» **TASK GOAL**:
Going through the lines below, tally those that include "evaluate", and give only the number.

» **Collected data entries**:
[Start of section]
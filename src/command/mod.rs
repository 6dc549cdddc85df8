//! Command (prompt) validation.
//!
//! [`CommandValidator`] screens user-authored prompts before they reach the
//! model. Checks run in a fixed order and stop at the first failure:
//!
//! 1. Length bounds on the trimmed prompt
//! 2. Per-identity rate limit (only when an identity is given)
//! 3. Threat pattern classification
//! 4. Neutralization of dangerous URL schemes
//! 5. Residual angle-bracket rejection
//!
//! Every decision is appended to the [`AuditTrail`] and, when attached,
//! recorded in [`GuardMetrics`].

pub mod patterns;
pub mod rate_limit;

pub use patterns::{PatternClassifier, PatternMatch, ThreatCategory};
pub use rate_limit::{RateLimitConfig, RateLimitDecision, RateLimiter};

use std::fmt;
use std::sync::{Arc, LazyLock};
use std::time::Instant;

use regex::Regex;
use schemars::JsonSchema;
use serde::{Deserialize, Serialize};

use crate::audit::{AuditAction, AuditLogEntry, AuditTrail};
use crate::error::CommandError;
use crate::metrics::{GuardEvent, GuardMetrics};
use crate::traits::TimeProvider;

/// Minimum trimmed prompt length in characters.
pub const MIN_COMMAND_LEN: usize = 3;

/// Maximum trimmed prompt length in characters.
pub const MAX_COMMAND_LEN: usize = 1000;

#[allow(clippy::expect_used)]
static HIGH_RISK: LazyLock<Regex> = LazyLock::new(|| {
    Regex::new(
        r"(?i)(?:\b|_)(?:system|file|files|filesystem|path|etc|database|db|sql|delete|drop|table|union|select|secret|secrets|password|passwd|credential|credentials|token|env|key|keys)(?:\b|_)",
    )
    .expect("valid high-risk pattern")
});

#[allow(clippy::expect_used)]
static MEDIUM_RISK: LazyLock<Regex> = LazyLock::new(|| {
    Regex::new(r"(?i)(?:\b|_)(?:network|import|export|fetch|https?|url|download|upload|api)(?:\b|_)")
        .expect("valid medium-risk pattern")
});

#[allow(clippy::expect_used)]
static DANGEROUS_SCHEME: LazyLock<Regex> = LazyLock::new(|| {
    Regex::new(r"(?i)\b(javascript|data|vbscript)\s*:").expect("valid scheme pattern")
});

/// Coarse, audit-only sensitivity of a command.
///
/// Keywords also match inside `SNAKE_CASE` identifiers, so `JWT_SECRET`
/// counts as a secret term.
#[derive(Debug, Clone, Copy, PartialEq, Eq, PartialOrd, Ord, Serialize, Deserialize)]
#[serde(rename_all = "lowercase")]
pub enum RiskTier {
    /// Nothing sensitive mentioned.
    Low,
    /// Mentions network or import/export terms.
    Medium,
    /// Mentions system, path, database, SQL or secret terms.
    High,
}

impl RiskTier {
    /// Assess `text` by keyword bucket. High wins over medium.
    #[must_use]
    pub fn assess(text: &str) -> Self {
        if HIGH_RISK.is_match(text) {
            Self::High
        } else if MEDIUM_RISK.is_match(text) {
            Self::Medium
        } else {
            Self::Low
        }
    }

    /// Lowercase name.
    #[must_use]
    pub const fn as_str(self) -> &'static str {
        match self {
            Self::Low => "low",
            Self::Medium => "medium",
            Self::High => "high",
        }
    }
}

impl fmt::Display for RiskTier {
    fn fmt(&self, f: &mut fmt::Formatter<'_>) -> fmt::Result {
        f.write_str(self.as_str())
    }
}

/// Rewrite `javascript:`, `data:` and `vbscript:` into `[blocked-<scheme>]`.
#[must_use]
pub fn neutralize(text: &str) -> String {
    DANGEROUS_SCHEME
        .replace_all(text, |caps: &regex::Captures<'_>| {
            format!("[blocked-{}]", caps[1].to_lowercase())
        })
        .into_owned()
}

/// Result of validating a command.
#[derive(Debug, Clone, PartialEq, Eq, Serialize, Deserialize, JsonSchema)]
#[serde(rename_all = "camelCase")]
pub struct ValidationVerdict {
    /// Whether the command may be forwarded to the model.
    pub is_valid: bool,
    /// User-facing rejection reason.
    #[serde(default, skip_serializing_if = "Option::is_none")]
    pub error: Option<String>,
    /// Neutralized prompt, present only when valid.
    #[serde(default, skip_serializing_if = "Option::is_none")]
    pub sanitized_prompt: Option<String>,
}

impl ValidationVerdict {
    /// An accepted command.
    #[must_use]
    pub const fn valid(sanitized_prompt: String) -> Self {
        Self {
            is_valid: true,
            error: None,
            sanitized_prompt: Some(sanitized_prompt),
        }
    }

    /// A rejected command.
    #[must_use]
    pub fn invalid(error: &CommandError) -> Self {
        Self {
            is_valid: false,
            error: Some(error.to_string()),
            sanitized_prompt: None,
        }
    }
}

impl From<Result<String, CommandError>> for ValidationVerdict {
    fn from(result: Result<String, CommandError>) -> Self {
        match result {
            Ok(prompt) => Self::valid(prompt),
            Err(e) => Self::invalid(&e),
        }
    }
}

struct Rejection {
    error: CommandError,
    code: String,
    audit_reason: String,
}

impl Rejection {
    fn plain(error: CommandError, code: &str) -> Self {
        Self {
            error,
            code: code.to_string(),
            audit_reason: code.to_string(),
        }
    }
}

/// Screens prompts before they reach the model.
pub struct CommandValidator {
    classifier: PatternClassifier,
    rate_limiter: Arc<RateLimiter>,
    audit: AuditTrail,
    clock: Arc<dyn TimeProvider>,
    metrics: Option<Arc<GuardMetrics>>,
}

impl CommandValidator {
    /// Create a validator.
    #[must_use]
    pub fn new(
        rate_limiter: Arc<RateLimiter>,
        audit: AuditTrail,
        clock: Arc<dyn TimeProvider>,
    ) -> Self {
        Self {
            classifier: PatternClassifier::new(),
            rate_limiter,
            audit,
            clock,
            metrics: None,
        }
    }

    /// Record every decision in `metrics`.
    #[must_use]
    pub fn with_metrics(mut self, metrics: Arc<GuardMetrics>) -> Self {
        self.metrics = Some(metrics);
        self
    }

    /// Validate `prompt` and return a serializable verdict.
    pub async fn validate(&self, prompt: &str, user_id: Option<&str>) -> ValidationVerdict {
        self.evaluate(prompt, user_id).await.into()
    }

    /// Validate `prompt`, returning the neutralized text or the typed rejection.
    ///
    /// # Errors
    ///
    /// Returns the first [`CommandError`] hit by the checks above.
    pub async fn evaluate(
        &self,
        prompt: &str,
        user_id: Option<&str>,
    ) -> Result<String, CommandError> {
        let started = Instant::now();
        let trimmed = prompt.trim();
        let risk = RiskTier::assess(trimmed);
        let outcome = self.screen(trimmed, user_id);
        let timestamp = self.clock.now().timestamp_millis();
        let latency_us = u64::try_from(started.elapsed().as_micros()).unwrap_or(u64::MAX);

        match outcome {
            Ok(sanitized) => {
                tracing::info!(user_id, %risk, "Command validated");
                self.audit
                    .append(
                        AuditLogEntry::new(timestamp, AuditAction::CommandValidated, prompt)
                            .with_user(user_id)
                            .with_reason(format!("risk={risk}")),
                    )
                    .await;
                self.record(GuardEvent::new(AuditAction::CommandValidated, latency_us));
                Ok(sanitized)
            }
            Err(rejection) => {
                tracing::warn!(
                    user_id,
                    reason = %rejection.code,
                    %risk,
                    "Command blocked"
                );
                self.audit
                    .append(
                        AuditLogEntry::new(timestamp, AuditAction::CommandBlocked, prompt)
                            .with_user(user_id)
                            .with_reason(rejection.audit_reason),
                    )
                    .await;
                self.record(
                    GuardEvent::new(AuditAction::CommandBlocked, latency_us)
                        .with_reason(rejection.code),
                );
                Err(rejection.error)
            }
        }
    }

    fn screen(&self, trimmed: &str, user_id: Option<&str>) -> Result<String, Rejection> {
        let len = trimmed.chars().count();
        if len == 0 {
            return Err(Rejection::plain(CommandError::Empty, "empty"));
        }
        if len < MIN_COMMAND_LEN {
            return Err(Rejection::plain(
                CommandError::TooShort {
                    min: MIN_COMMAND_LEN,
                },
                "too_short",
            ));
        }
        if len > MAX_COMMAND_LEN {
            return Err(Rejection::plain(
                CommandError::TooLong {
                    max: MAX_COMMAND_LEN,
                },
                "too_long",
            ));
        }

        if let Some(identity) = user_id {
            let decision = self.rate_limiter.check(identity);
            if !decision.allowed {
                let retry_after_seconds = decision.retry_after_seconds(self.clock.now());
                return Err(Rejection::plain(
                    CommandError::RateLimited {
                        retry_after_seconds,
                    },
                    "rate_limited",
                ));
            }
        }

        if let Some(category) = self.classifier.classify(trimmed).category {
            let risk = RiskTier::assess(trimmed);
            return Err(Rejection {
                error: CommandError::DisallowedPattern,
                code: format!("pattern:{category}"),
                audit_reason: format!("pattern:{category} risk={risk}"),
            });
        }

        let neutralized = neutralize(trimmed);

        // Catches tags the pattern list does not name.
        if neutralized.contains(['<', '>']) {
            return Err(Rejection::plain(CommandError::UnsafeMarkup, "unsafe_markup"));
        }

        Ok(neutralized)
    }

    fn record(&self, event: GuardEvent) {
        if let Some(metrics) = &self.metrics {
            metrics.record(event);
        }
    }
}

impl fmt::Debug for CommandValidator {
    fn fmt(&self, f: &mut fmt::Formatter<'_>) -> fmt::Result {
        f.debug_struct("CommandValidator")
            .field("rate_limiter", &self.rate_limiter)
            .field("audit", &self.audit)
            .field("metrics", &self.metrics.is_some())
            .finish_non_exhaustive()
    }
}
[End of section]
» **YOUR RESPONSE**:
2